Tuesday, October 27, 2009

Gene’s Garage

My cousin Gene is almost done building his garage in Hayden, Idaho, just next to Coeur d’Alene. Needless to say, it’s huge. Gargantuan – damn near the size of his house! Anyway, we put some boards up on his roof the other day to prepare it for the final roofing this week.

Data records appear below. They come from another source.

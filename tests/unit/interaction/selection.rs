use super::*;
use crate::{foundation::core::RgbColor, records::model::EventRecord};

fn group(name: &str, track_idx: usize, positions: &[f64]) -> ProcessedEventGroup {
    ProcessedEventGroup {
        name: name.to_string(),
        color: RgbColor::new(0, 0, 0),
        processed_events: positions
            .iter()
            .enumerate()
            .map(|(i, &p)| ProcessedEvent {
                id: format!("{track_idx}-{i}"),
                start_pos: p,
                start_year: 1500 + i as i32,
                event: EventRecord::new("1500", "e"),
            })
            .collect(),
        y_offset: track_idx as f64 * 10.0,
        dropped: 0,
    }
}

fn groups() -> Vec<ProcessedEventGroup> {
    vec![
        group("A", 0, &[0.0, 10.0, 30.0]),
        group("B", 1, &[2.0, 9.0, 20.0]),
        group("C", 2, &[]),
        group("D", 3, &[100.0]),
    ]
}

fn ms(v: u64) -> Duration {
    Duration::from_millis(v)
}

fn sel(g: usize, e: usize, center: bool) -> SelectionState {
    SelectionState {
        group_index: g,
        event_index: e,
        center_on_select: center,
    }
}

#[test]
fn arrow_down_picks_closest_event_in_next_track() {
    let gs = groups();
    let mut c = SelectionController::default();
    c.select(sel(0, 1, false), &gs, ms(0), SelectionSource::Api);
    let change = c
        .handle_key(KeyInput::plain(NavKey::ArrowDown), &gs, ms(0))
        .unwrap();
    assert_eq!(change.state, sel(1, 1, true));
    assert_eq!(change.source, SelectionSource::Keyboard);
    assert_eq!(change.camera_request, Some(CameraRequest { target_x: 9.0 }));
}

#[test]
fn vertical_navigation_skips_empty_tracks_and_stops_at_edges() {
    let gs = groups();
    let mut c = SelectionController::default();
    c.select(sel(1, 2, false), &gs, ms(0), SelectionSource::Api);
    let change = c
        .handle_key(KeyInput::plain(NavKey::ArrowDown), &gs, ms(0))
        .unwrap();
    assert_eq!(change.state, sel(3, 0, true));
    assert!(
        c.handle_key(KeyInput::plain(NavKey::ArrowDown), &gs, ms(0))
            .is_none()
    );
    let change = c
        .handle_key(KeyInput::plain(NavKey::ArrowUp), &gs, ms(0))
        .unwrap();
    assert_eq!(change.state, sel(1, 2, true));
}

#[test]
fn horizontal_navigation_clamps_within_track() {
    let gs = groups();
    let mut c = SelectionController::default();
    c.select(sel(0, 0, false), &gs, ms(0), SelectionSource::Api);
    assert!(
        c.handle_key(KeyInput::plain(NavKey::ArrowLeft), &gs, ms(0))
            .is_none()
    );
    let change = c
        .handle_key(KeyInput::plain(NavKey::ArrowRight), &gs, ms(0))
        .unwrap();
    assert_eq!(change.state.event_index, 1);
    c.handle_key(KeyInput::plain(NavKey::ArrowRight), &gs, ms(0));
    assert!(
        c.handle_key(KeyInput::plain(NavKey::ArrowRight), &gs, ms(0))
            .is_none()
    );
    assert_eq!(c.state().unwrap().event_index, 2);
}

#[test]
fn keyboard_initializes_from_nothing() {
    let gs = vec![group("empty", 0, &[]), group("B", 1, &[1.0, 2.0, 3.0])];
    let mut c = SelectionController::default();
    let change = c
        .handle_key(KeyInput::plain(NavKey::ArrowDown), &gs, ms(0))
        .unwrap();
    assert_eq!(change.state, sel(1, 0, true));

    let mut c = SelectionController::default();
    let change = c
        .handle_key(KeyInput::plain(NavKey::ArrowUp), &gs, ms(0))
        .unwrap();
    assert_eq!(change.state, sel(1, 2, true));
}

#[test]
fn modifiers_and_text_focus_suppress_keys() {
    let gs = groups();
    let mut c = SelectionController::default();
    let mut input = KeyInput::plain(NavKey::ArrowRight);
    input.modifiers.ctrl = true;
    assert!(c.handle_key(input, &gs, ms(0)).is_none());
    let mut input = KeyInput::plain(NavKey::ArrowRight);
    input.in_text_input = true;
    assert!(c.handle_key(input, &gs, ms(0)).is_none());
    let mut input = KeyInput::plain(NavKey::ArrowRight);
    input.modifiers.shift = true;
    assert!(c.handle_key(input, &gs, ms(0)).is_some());
}

#[test]
fn click_resolves_track_by_name_and_centers() {
    let gs = groups();
    let mut c = SelectionController::default();
    let change = c.click("B", 2, &gs, ms(0)).unwrap();
    assert_eq!(change.state, sel(1, 2, true));
    assert_eq!(change.camera_request, Some(CameraRequest { target_x: 20.0 }));
    assert!(c.click("nope", 0, &gs, ms(0)).is_err());
    assert!(c.click("C", 0, &gs, ms(0)).is_err());
}

#[test]
fn auto_select_is_suppressed_after_centering_write() {
    let gs = groups();
    let mut c = SelectionController::default();
    c.click("A", 0, &gs, ms(1_000)).unwrap();

    for t in [1_000, 1_200, 1_500, 1_799] {
        assert!(c.auto_select(29.0, &gs, false, ms(t)).is_none());
        assert_eq!(c.state().unwrap().event_index, 0);
    }

    let change = c.auto_select(29.0, &gs, false, ms(1_800)).unwrap();
    assert_eq!(change.state, sel(0, 2, false));
    assert_eq!(change.camera_request, None);
}

#[test]
fn auto_select_never_initiates_and_waits_for_zoom() {
    let gs = groups();
    let mut c = SelectionController::default();
    assert!(c.auto_select(10.0, &gs, false, ms(0)).is_none());
    assert!(c.state().is_none());

    c.select(sel(0, 0, false), &gs, ms(0), SelectionSource::Api);
    assert!(c.auto_select(10.0, &gs, true, ms(0)).is_none());
    let change = c.auto_select(10.0, &gs, false, ms(0)).unwrap();
    assert_eq!(change.state.event_index, 1);
    assert!(c.auto_select(11.0, &gs, false, ms(0)).is_none());
}

#[test]
fn auto_select_changes_do_not_open_suppression() {
    let gs = groups();
    let mut c = SelectionController::default();
    c.select(sel(0, 0, false), &gs, ms(0), SelectionSource::Api);
    c.auto_select(10.0, &gs, false, ms(0)).unwrap();
    assert!(!c.is_suppressed(ms(1)));
    assert!(c.auto_select(30.0, &gs, false, ms(1)).is_some());
}

#[test]
fn stale_indices_clamp_instead_of_failing() {
    let gs = groups();
    let mut c = SelectionController::default();
    let change = c
        .select(sel(99, 99, false), &gs, ms(0), SelectionSource::Api)
        .unwrap();
    assert_eq!(change.state, sel(3, 0, false));

    assert_eq!(clamp_selection(sel(0, 50, true), &gs), Some(sel(0, 2, true)));
    assert_eq!(clamp_selection(sel(2, 0, true), &gs), Some(sel(1, 0, true)));
    assert_eq!(clamp_selection(sel(0, 0, true), &[]), None);
}

#[test]
fn resolve_clamps_after_data_shrinks() {
    let gs = groups();
    let mut c = SelectionController::default();
    c.select(sel(1, 2, false), &gs, ms(0), SelectionSource::Api);
    let smaller = vec![group("A", 0, &[0.0]), group("B", 1, &[5.0])];
    let r = c.resolve(&smaller).unwrap();
    assert_eq!((r.group_index, r.event_index), (1, 0));
    assert_eq!(r.event.start_pos, 5.0);
    assert!(c.resolve(&[]).is_none());
}

#[test]
fn empty_last_track_falls_back_to_earlier_track() {
    let gs = vec![
        group("A", 0, &[0.0, 10.0]),
        group("B", 1, &[5.0]),
        group("C", 2, &[8.0]),
    ];
    let mut c = SelectionController::default();
    c.select(sel(2, 0, false), &gs, ms(0), SelectionSource::Api)
        .unwrap();

    let reloaded = vec![group("A", 0, &[0.0, 10.0]), group("B", 1, &[])];
    let r = c.resolve(&reloaded).unwrap();
    assert_eq!((r.group_index, r.event_index), (0, 0));

    let change = c.auto_select(10.0, &reloaded, false, ms(5_000)).unwrap();
    assert_eq!(change.state, sel(0, 1, false));
}

#[test]
fn leading_empty_tracks_fall_forward() {
    let gs = vec![group("A", 0, &[]), group("B", 1, &[]), group("C", 2, &[4.0])];
    assert_eq!(clamp_selection(sel(0, 3, false), &gs), Some(sel(2, 0, false)));
    let empty = vec![group("A", 0, &[]), group("B", 1, &[])];
    assert_eq!(clamp_selection(sel(1, 0, false), &empty), None);
}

Of course, we had more fun with my camera than his nail-gun. Here’s Gene on the roof (I love the sun):

Gene

Monday, October 19, 2009

Hunting (Part 3)

JakeGun

Now that I only have a few days left until my return to Coeur d’Alene, I’m chomping at the bit just waiting to go hunting. If anything, I look forward to being outdoors more than anything else.

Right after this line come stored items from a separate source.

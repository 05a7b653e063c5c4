use crate::{
    foundation::core::{Rect, RgbColor},
    layout::year_index::YearPositionIndex,
    records::date::year_of,
    records::model::{EventRecord, EventTrack},
};

/// One event placed on the year axis.
#[derive(Clone, Debug, PartialEq, serde::Serialize)]
pub struct ProcessedEvent {
    /// Stable `"{track index}-{event index}"` key; the event index counts from the source track.
    pub id: String,
    /// X position of the event's year.
    pub start_pos: f64,
    /// Calendar year of the start date.
    pub start_year: i32,
    /// Source event.
    pub event: EventRecord,
}

/// A track with its placed events and vertical lane offset.
#[derive(Clone, Debug, PartialEq, serde::Serialize)]
pub struct ProcessedEventGroup {
    /// Track name.
    pub name: String,
    /// Track color.
    pub color: RgbColor,
    /// Events that carried a usable date, in source order.
    pub processed_events: Vec<ProcessedEvent>,
    /// `track index * group gap`.
    pub y_offset: f64,
    /// Events dropped because their date had no calendar year.
    pub dropped: usize,
}

impl ProcessedEventGroup {
    /// Number of placed events.
    pub fn len(&self) -> usize {
        self.processed_events.len()
    }

    /// Whether the group has no placed events.
    pub fn is_empty(&self) -> bool {
        self.processed_events.is_empty()
    }

    /// Placed event at `idx`.
    pub fn event(&self, idx: usize) -> Option<&ProcessedEvent> {
        self.processed_events.get(idx)
    }
}

/// Pill geometry used for group outlines.
#[derive(Clone, Copy, Debug, PartialEq, serde::Serialize, serde::Deserialize)]
pub struct PillMetrics {
    /// Pill width at scale 1.
    pub width: f64,
    /// Pill height at scale 1.
    pub height: f64,
    /// Largest scale a pill reaches (hovered / active).
    pub active_scale: f64,
    /// Horizontal outline padding.
    pub padding_x: f64,
    /// Vertical outline padding.
    pub padding_y: f64,
}

/// Place every event of every track on the year axis.
///
/// Track order is preserved; lane offsets follow it.
#[tracing::instrument(skip(tracks, years), fields(tracks = tracks.len()))]
pub fn process_event_tracks(
    tracks: &[EventTrack],
    years: &YearPositionIndex,
    group_gap: f64,
) -> Vec<ProcessedEventGroup> {
    tracks
        .iter()
        .enumerate()
        .map(|(track_idx, track)| process_track(track_idx, track, years, group_gap))
        .collect()
}

fn process_track(
    track_idx: usize,
    track: &EventTrack,
    years: &YearPositionIndex,
    group_gap: f64,
) -> ProcessedEventGroup {
    let mut processed_events = Vec::with_capacity(track.events.len());
    let mut dropped = 0usize;

    for (event_idx, event) in track.events.iter().enumerate() {
        let Some(start_year) = year_of(&event.start_date) else {
            dropped += 1;
            tracing::warn!(
                track = %track.name,
                start_date = %event.start_date,
                "dropping event without a calendar year"
            );
            continue;
        };
        processed_events.push(ProcessedEvent {
            id: format!("{track_idx}-{event_idx}"),
            start_pos: years.position_of(start_year),
            start_year,
            event: event.clone(),
        });
    }

    ProcessedEventGroup {
        name: track.name.clone(),
        color: track.color,
        processed_events,
        y_offset: track_idx as f64 * group_gap,
        dropped,
    }
}

/// Outline box enclosing every pill of `group` at its active scale.
///
/// Returns `None` for a group without events.
pub fn group_bounds(group: &ProcessedEventGroup, pill: &PillMetrics) -> Option<Rect> {
    if group.is_empty() {
        return None;
    }

    let half_w = pill.width * pill.active_scale * 0.5;
    let half_h = pill.height * pill.active_scale * 0.5;
    let cy = group.y_offset;

    let (mut x0, mut y0) = (f64::INFINITY, f64::INFINITY);
    let (mut x1, mut y1) = (f64::NEG_INFINITY, f64::NEG_INFINITY);
    for ev in &group.processed_events {
        x0 = x0.min(ev.start_pos - half_w);
        x1 = x1.max(ev.start_pos + half_w);
        y0 = y0.min(cy - half_h);
        y1 = y1.max(cy + half_h);
    }

    Some(Rect::new(
        x0 - pill.padding_x,
        y0 - pill.padding_y,
        x1 + pill.padding_x,
        y1 + pill.padding_y,
    ))
}

#[cfg(test)]
#[path = "../../tests/unit/layout/events.rs"]
mod tests;
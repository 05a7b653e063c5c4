/// Convenience result type used across the timeline engine.
pub type TimelineResult<T> = Result<T, TimelineError>;

/// Error taxonomy for caller-facing mistakes.
///
/// Dirty input data (unparseable sort keys, undatable events) is never reported
/// through this type; it is dropped, counted and logged instead.
#[derive(thiserror::Error, Debug)]
pub enum TimelineError {
    /// Invalid configuration or build parameters.
    #[error("validation error: {0}")]
    Validation(String),

    /// A selection request that cannot be resolved against the current tracks.
    #[error("selection error: {0}")]
    Selection(String),

    /// Errors when serializing or deserializing configuration.
    #[error("serialization error: {0}")]
    Serde(String),

    /// Wrapped lower-level error.
    #[error(transparent)]
    Other(#[from] anyhow::Error),
}

impl TimelineError {
    /// Build a [`TimelineError::Validation`] value.
    pub fn validation(msg: impl Into<String>) -> Self {
        Self::Validation(msg.into())
    }

    /// Build a [`TimelineError::Selection`] value.
    pub fn selection(msg: impl Into<String>) -> Self {
        Self::Selection(msg.into())
    }

    /// Build a [`TimelineError::Serde`] value.
    pub fn serde(msg: impl Into<String>) -> Self {
        Self::Serde(msg.into())
    }
}

impl From<serde_json::Error> for TimelineError {
    fn from(value: serde_json::Error) -> Self {
        Self::serde(value.to_string())
    }
}

#[cfg(test)]
#[path = "../../tests/unit/foundation/error.rs"]
mod tests;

Truth be told, I have no problem just camping, target shooting and drinking a few beers each night, while my cousin Gene is embodied by the notion of killing. Indeed, it’s quite exhilarating stalking a deer or herd of elk, but the hunt is what drives me more than the actual kill.

Needless to say, it’s an empowering adventure either way. And since my move to Oregon, I’ll only get a few days this year as opposed to the countless weekends when residing in Coeur d’Alene.

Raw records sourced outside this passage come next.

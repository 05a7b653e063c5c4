use std::time::Duration;

use crate::{
    config::model::TimelineConfig,
    foundation::core::YearRange,
    foundation::error::{TimelineError, TimelineResult},
    interaction::camera::{Camera, CameraRequest},
    interaction::focus::{FocusedYear, FocusedYearTracker, GalleryMode, ScrollDirection},
    interaction::selection::{
        KeyInput, ResolvedSelection, SelectionChange, SelectionController, SelectionSource,
        SelectionState,
    },
    interaction::zoom::{ZoomAnimationState, ZoomAnimator},
    layout::columns::{ColumnLayout, ColumnLayoutConfig, layout_columns},
    layout::events::{ProcessedEventGroup, group_bounds, process_event_tracks},
    layout::year_index::{YearIndexParams, YearPositionIndex},
    records::grouper::{GroupedRecords, group_by_year},
    records::model::{EventTrack, TimelineRecord},
    render::instances::HitTarget,
};

/// Something the engine wants the host (camera owner, sidebar) to know.
#[derive(Clone, Debug, PartialEq, serde::Serialize)]
pub enum TimelineEvent {
    /// The event selection changed.
    SelectionChanged(SelectionChange),
    /// Move the camera.
    CameraRequest(CameraRequest),
    /// The gallery should show a new year.
    FocusedYear(FocusedYear),
    /// The user pinned a thumbnail column.
    ColumnSelected {
        /// Year of the clicked thumbnail.
        year: i32,
        /// Index within that year.
        index: usize,
    },
    /// Camera travel direction changed.
    ScrollDirection(ScrollDirection),
}

/// Everything one [`TimelineEngine::frame`] produced.
#[derive(Clone, Debug, PartialEq)]
pub struct FrameOutput {
    /// Emitted events, in emission order.
    pub events: Vec<TimelineEvent>,
    /// Whether positions were recomputed this frame.
    pub relayout: bool,
    /// Zoom state after the frame.
    pub zoom: ZoomAnimationState,
}

#[derive(Clone, Copy, Debug, PartialEq)]
struct LayoutKey {
    years: YearIndexParams,
    columns: ColumnLayoutConfig,
}

/// Derived positions for one layout key. Replaced wholesale, never patched.
#[derive(Clone, Debug)]
struct LayoutSnapshot {
    key: LayoutKey,
    years: YearPositionIndex,
    columns: ColumnLayout,
    groups: Vec<ProcessedEventGroup>,
}

/// Frame-driven owner of the layout core and its interaction state.
///
/// Hosts feed it data once, then call [`Self::frame`] every rendered frame and
/// the input methods as input arrives. Layout is recomputed only when the zoom
/// state changes the layout inputs.
#[derive(Clone, Debug)]
pub struct TimelineEngine {
    config: TimelineConfig,
    records: GroupedRecords,
    tracks: Vec<EventTrack>,
    zoom: ZoomAnimator,
    selection: SelectionController,
    focus: FocusedYearTracker,
    clock: Duration,
    snapshot: LayoutSnapshot,
}

impl TimelineEngine {
    /// Validate `config`, group `records` and lay everything out.
    #[tracing::instrument(skip_all, fields(records = records.len(), tracks = tracks.len()))]
    pub fn new(
        config: TimelineConfig,
        records: &[TimelineRecord],
        tracks: Vec<EventTrack>,
    ) -> TimelineResult<Self> {
        config.validate()?;
        let zoom = ZoomAnimator::new(config.zoom_multiplier, config.zoom_speed, config.zoom_epsilon)?;
        let records = group_by_year(records);
        let key = layout_key(&config, &zoom);
        let snapshot = build_snapshot(key, &records, &tracks, config.group_gap)?;

        Ok(Self {
            selection: SelectionController::new(config.suppression()),
            focus: FocusedYearTracker::new(config.scroll_deadzone),
            config,
            records,
            tracks,
            zoom,
            clock: Duration::ZERO,
            snapshot,
        })
    }

    /// Active configuration.
    pub fn config(&self) -> &TimelineConfig {
        &self.config
    }

    /// Grouped artworks.
    pub fn records(&self) -> &GroupedRecords {
        &self.records
    }

    /// Current year index.
    pub fn year_index(&self) -> &YearPositionIndex {
        &self.snapshot.years
    }

    /// Current thumbnail layout.
    pub fn layout(&self) -> &ColumnLayout {
        &self.snapshot.columns
    }

    /// Current placed event tracks.
    pub fn event_groups(&self) -> &[ProcessedEventGroup] {
        &self.snapshot.groups
    }

    /// Outline of track `group_index` at active pill scale.
    pub fn group_outline(&self, group_index: usize) -> Option<crate::foundation::core::Rect> {
        group_bounds(self.snapshot.groups.get(group_index)?, &self.config.pill)
    }

    /// Years covered by the layout.
    pub fn year_range(&self) -> YearRange {
        self.config.year_range
    }

    /// Zoom animation snapshot.
    pub fn zoom_state(&self) -> ZoomAnimationState {
        self.zoom.state()
    }

    /// Stored selection (may be stale until resolved).
    pub fn selection(&self) -> Option<SelectionState> {
        self.selection.state()
    }

    /// Selection clamped against the current tracks.
    pub fn resolved_selection(&self) -> Option<ResolvedSelection<'_>> {
        self.selection.resolve(&self.snapshot.groups)
    }

    /// Year under the camera at the last frame.
    pub fn focused_year(&self) -> Option<i32> {
        self.focus.current_year()
    }

    /// Time accumulated from frame deltas.
    pub fn clock(&self) -> Duration {
        self.clock
    }

    /// Replace the artworks and relayout.
    pub fn set_records(&mut self, records: &[TimelineRecord]) -> TimelineResult<()> {
        self.records = group_by_year(records);
        self.rebuild()
    }

    /// Replace the event tracks and relayout. Existing selections are clamped
    /// on their next read.
    pub fn set_tracks(&mut self, tracks: Vec<EventTrack>) -> TimelineResult<()> {
        self.tracks = tracks;
        self.rebuild()
    }

    /// Zoom toward `target` in `[0, 1]`.
    pub fn set_zoom_target(&mut self, target: f64) {
        self.zoom.set_target(target);
    }

    /// Switch between following the focused year and a pinned gallery.
    pub fn set_gallery_mode(&mut self, mode: GalleryMode) {
        self.focus.set_mode(mode);
    }

    /// Advance one frame of `dt` seconds.
    ///
    /// Order: zoom step (may move the camera), relayout if zoom inputs
    /// changed, proximity auto-select, focused-year tracking.
    pub fn frame(&mut self, dt: f64, camera: &mut impl Camera) -> TimelineResult<FrameOutput> {
        let dt_secs = if dt.is_finite() { dt.max(0.0) } else { 0.0 };
        self.clock = self
            .clock
            .saturating_add(Duration::try_from_secs_f64(dt_secs).unwrap_or(Duration::ZERO));

        self.zoom.step(dt_secs, camera);
        let relayout = self.refresh_layout()?;

        let mut events = Vec::new();
        let camera_x = camera.x();

        if let Some(change) = self.selection.auto_select(
            camera_x,
            &self.snapshot.groups,
            self.zoom.is_zooming(),
            self.clock,
        ) {
            events.extend(change_events(change));
        }

        let focus = self.focus.update(
            camera_x,
            &self.snapshot.years,
            &self.records,
            &self.snapshot.groups,
        );
        if let Some(dir) = focus.direction {
            events.push(TimelineEvent::ScrollDirection(dir));
        }
        if let Some(year) = focus.focused {
            events.push(TimelineEvent::FocusedYear(year));
        }

        Ok(FrameOutput {
            events,
            relayout,
            zoom: self.zoom.state(),
        })
    }

    /// Arrow-key input.
    pub fn key(&mut self, input: KeyInput) -> Vec<TimelineEvent> {
        self.selection
            .handle_key(input, &self.snapshot.groups, self.clock)
            .map(change_events)
            .unwrap_or_default()
    }

    /// Click on the pill `event_index` of track `track_name`.
    pub fn click_event(
        &mut self,
        track_name: &str,
        event_index: usize,
    ) -> TimelineResult<Vec<TimelineEvent>> {
        let change = self
            .selection
            .click(track_name, event_index, &self.snapshot.groups, self.clock)?;
        Ok(change_events(change))
    }

    /// Click reported by the renderer, already mapped to a target.
    pub fn click_instance(&mut self, target: HitTarget) -> TimelineResult<Vec<TimelineEvent>> {
        match target {
            HitTarget::Event {
                group_index,
                event_index,
            } => {
                let name = self
                    .snapshot
                    .groups
                    .get(group_index)
                    .map(|g| g.name.clone())
                    .ok_or_else(|| {
                        TimelineError::selection(format!("no track at index {group_index}"))
                    })?;
                self.click_event(&name, event_index)
            }
            HitTarget::Record { year, index } => {
                self.focus.set_mode(GalleryMode::Manual);
                Ok(vec![TimelineEvent::ColumnSelected { year, index }])
            }
        }
    }

    /// Programmatic selection; centers when `state.center_on_select`.
    pub fn select(&mut self, state: SelectionState) -> Vec<TimelineEvent> {
        self.selection
            .select(state, &self.snapshot.groups, self.clock, SelectionSource::Api)
            .map(change_events)
            .unwrap_or_default()
    }

    /// Drop the selection.
    pub fn clear_selection(&mut self) {
        self.selection.clear();
    }

    fn refresh_layout(&mut self) -> TimelineResult<bool> {
        let key = layout_key(&self.config, &self.zoom);
        if key == self.snapshot.key {
            return Ok(false);
        }
        self.snapshot = build_snapshot(key, &self.records, &self.tracks, self.config.group_gap)?;
        Ok(true)
    }

    fn rebuild(&mut self) -> TimelineResult<()> {
        let key = layout_key(&self.config, &self.zoom);
        self.snapshot = build_snapshot(key, &self.records, &self.tracks, self.config.group_gap)?;
        Ok(())
    }
}

fn layout_key(config: &TimelineConfig, zoom: &ZoomAnimator) -> LayoutKey {
    let scale = zoom.scale();
    LayoutKey {
        years: config.year_index_params(zoom.origin_x(), zoom.progress(), scale),
        columns: config.column_layout(scale),
    }
}

fn build_snapshot(
    key: LayoutKey,
    records: &GroupedRecords,
    tracks: &[EventTrack],
    group_gap: f64,
) -> TimelineResult<LayoutSnapshot> {
    let years = YearPositionIndex::build(&key.years)?;
    let columns = layout_columns(records, &years, &key.columns)?;
    let groups = process_event_tracks(tracks, &years, group_gap);
    Ok(LayoutSnapshot {
        key,
        years,
        columns,
        groups,
    })
}

fn change_events(change: SelectionChange) -> Vec<TimelineEvent> {
    let mut out = vec![TimelineEvent::SelectionChanged(change)];
    if let Some(req) = change.camera_request {
        out.push(TimelineEvent::CameraRequest(req));
    }
    out
}

#[cfg(test)]
#[path = "../../tests/unit/engine/timeline.rs"]
mod tests;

Thus I plan to seriously take advantage.

That being said, in keeping with our archived hunting article history of years’ past, I now present my final sports column from North Idaho College’s paper, The Sentinel.

BOING: DEATH TO BAMBI
By Jake Donahue |
The Sentinel
Originally published Nov. 20, 2006

AH, THE FRAGRANCE of death is permeating throughout North Idaho. It seems the further you get from downtown Coeur d’Alene it feels more and more like the bad side of Detroit.

Gunshots, killings – and that’s just in the mountains past Lake Fernan.

It is deer season, baby, and I’m getting ready to assassinate the kingpin of the forest. Bambi, once my childhood friend, is about to meet his maker (and I’m not talking about Walt Disney).

Oh how I yearn to bathe in the blood of the dead.

Sure, I have shot a grouse, caught a salmon and dropkicked a squirrel, but to bring down a beast as big as myself makes me shudder just imagining the sheer possibilities – the gallons of blood, yards of entrails and unholy smells are worth the 22-year wait.

I got my first deer tag this year, and I’ll be dammed if I chalk up a goose egg.

ON SATURDAY MORNING, I made a decision: I called in sick to work because I was going to hunt. I was unwavering in my mission (though I did watch the first half of the Michigan-Ohio State game), and prepared for the hunt of a lifetime.

Rifle? Check.

Camo jacket and Carhartts? Check.

Lawn chair, pillow to sit on, peanut butter sandwich and deer call? Check, check, check and check.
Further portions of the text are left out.